I'm not sure what this means. Set aside occurs because a filter has more
data than the caller asked for.

The HTTP_IN filter defines the "end of request" boundary, and it enforces
that by simply not requesting any data from f->next that would go past that
boundary.

> We have two choices to deal with these;
> 
>   1. Push back the incomplete data
> 
>   2. Set aside our incomplete data

I can't address this; it seems to follow from your previous statement, which
I don't understand :-)

> Now the current argument is "Well, filter's shouldn't get anything more than they
> bargened for".  That's not a rule for output filters, it shouldn't become one for 
> input filters.

The two filter stacks are *dramatically* different. Entirely different rules
apply.

* the handler *pushes* data down and through the output stack, until it
  ultimately reaches the network.

* the handler *pulls* data up and through the input stack, ultimately from
  the network

ap_pass_brigade() and ap_get_brigade() have entirely different semantics,
and we need to apply entirely different rules about filter construction as a
result of those semantics.

> If an Input filter gets more than it can handle, it can;

Faulty premise. The input filter should never *ask* for more than it can
handle. Therefore, it will never receive too much.

>...
>   3. Never be passed too much data
>...
> I simply argue that all output filters are -required- to handle all data passed
> to them.  There is little good reason to change this rule for input filters.

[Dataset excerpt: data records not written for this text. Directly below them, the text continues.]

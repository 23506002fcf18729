// src/normalize/dedupe.rs
//! Batch deduplication.
//!
//! The rubric pages overlap, so the same report (and thus the same
//! observation) routinely arrives more than once per run. Records are
//! collapsed on the (period, type, period-kind) key; the first occurrence
//! wins, mirroring the first-match contract of the keyword locator.

use std::collections::HashSet;

use super::{CanonicalRecord, RecordKey};

/// Collapse duplicate records, keeping the first of each key in input order.
pub fn collapse_duplicates(records: Vec<CanonicalRecord>) -> Vec<CanonicalRecord> {
    let mut seen: HashSet<RecordKey> = HashSet::with_capacity(records.len());
    records
        .into_iter()
        .filter(|record| seen.insert(record.key()))
        .collect()
}

#[cfg(test)]
mod tests {
    use super::*;
    use crate::normalize::PeriodKind;
    use chrono::NaiveDate;

    fn record(code: i32, day: u32, kind: PeriodKind, value: f64) -> CanonicalRecord {
        CanonicalRecord {
            load_date: NaiveDate::from_ymd_opt(2024, 6, 1)
                .unwrap()
                .and_hms_opt(12, 0, 0)
                .unwrap(),
            package_id: 1,
            type_code: code,
            type_description: String::new(),
            value,
            rate: None,
            period: NaiveDate::from_ymd_opt(2024, 12, day).unwrap(),
            period_kind: kind,
        }
    }

    #[test]
    fn first_occurrence_wins() {
        let records = vec![
            record(2, 31, PeriodKind::Month, 100.0),
            record(2, 31, PeriodKind::Month, 999.0),
            record(3, 31, PeriodKind::Month, 50.0),
        ];
        let unique = collapse_duplicates(records);
        assert_eq!(unique.len(), 2);
        assert_eq!(unique[0].value, 100.0);
        assert_eq!(unique[1].value, 50.0);
    }

    #[test]
    fn period_kind_is_part_of_the_key() {
        // A December month record and the yearly rollup share the date.
        let records = vec![
            record(2, 31, PeriodKind::Month, 7.0),
            record(2, 31, PeriodKind::Year, 84.0),
        ];
        assert_eq!(collapse_duplicates(records).len(), 2);
    }
}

There are reasons to have different rules for input vs output filters.
However, this *is* one that is common. An input filter must deal with all
the input that it receives from f->next. The simple fact is: that it knows
what it can handle and will never ask for more than it can handle.

>...
> > Handler authors simply fetch data. And our interface for that is
> > ap_get_client_block() just like it has always been for them.
> 
> Right.  Doesn't change.  ap_get_client_block(), given 24kb of data, must give back
> data to the caller one 8kb block at a time.  Another setaside, right there.  Let this
> one function go to that effort.

More than this one function needs to define what f->next will give it.
Specifically, the HTTP_IN filter needs to limit what it asks for from the
next filter.

If a handler asks ap_get_client_block() for 8k of data, then the function
asks the input stack for 8k of data. It isn't going to get any more than
that, so it won't have to do any setaside. (which is fortunate because it
doesn't have f->ctx like filters, so it would need to use request_config
crap to give itself some global context (and I think it does today, but that
can go away))

>...
> > Returning what you were told to return isn't "throttling."
> 
> These are brigades.  The caller _rarely_ knows how much it needs or what is ideal.
> They are already read to memory.

Actually, stuff isn't already read into memory. We read from the socket when
people need more data from the socket.

> Can we shortcut this argument with the following logic?
> 
>   Connection (Protocol) filters
>...
>   Content (Body) filters
>...

Input filters are input filters. There is no need to create different rules
for them.

>...
>   They may
>   setaside part of the content if they cannot parse it complete, to be sent on
>   a future request when they have sufficient content to process.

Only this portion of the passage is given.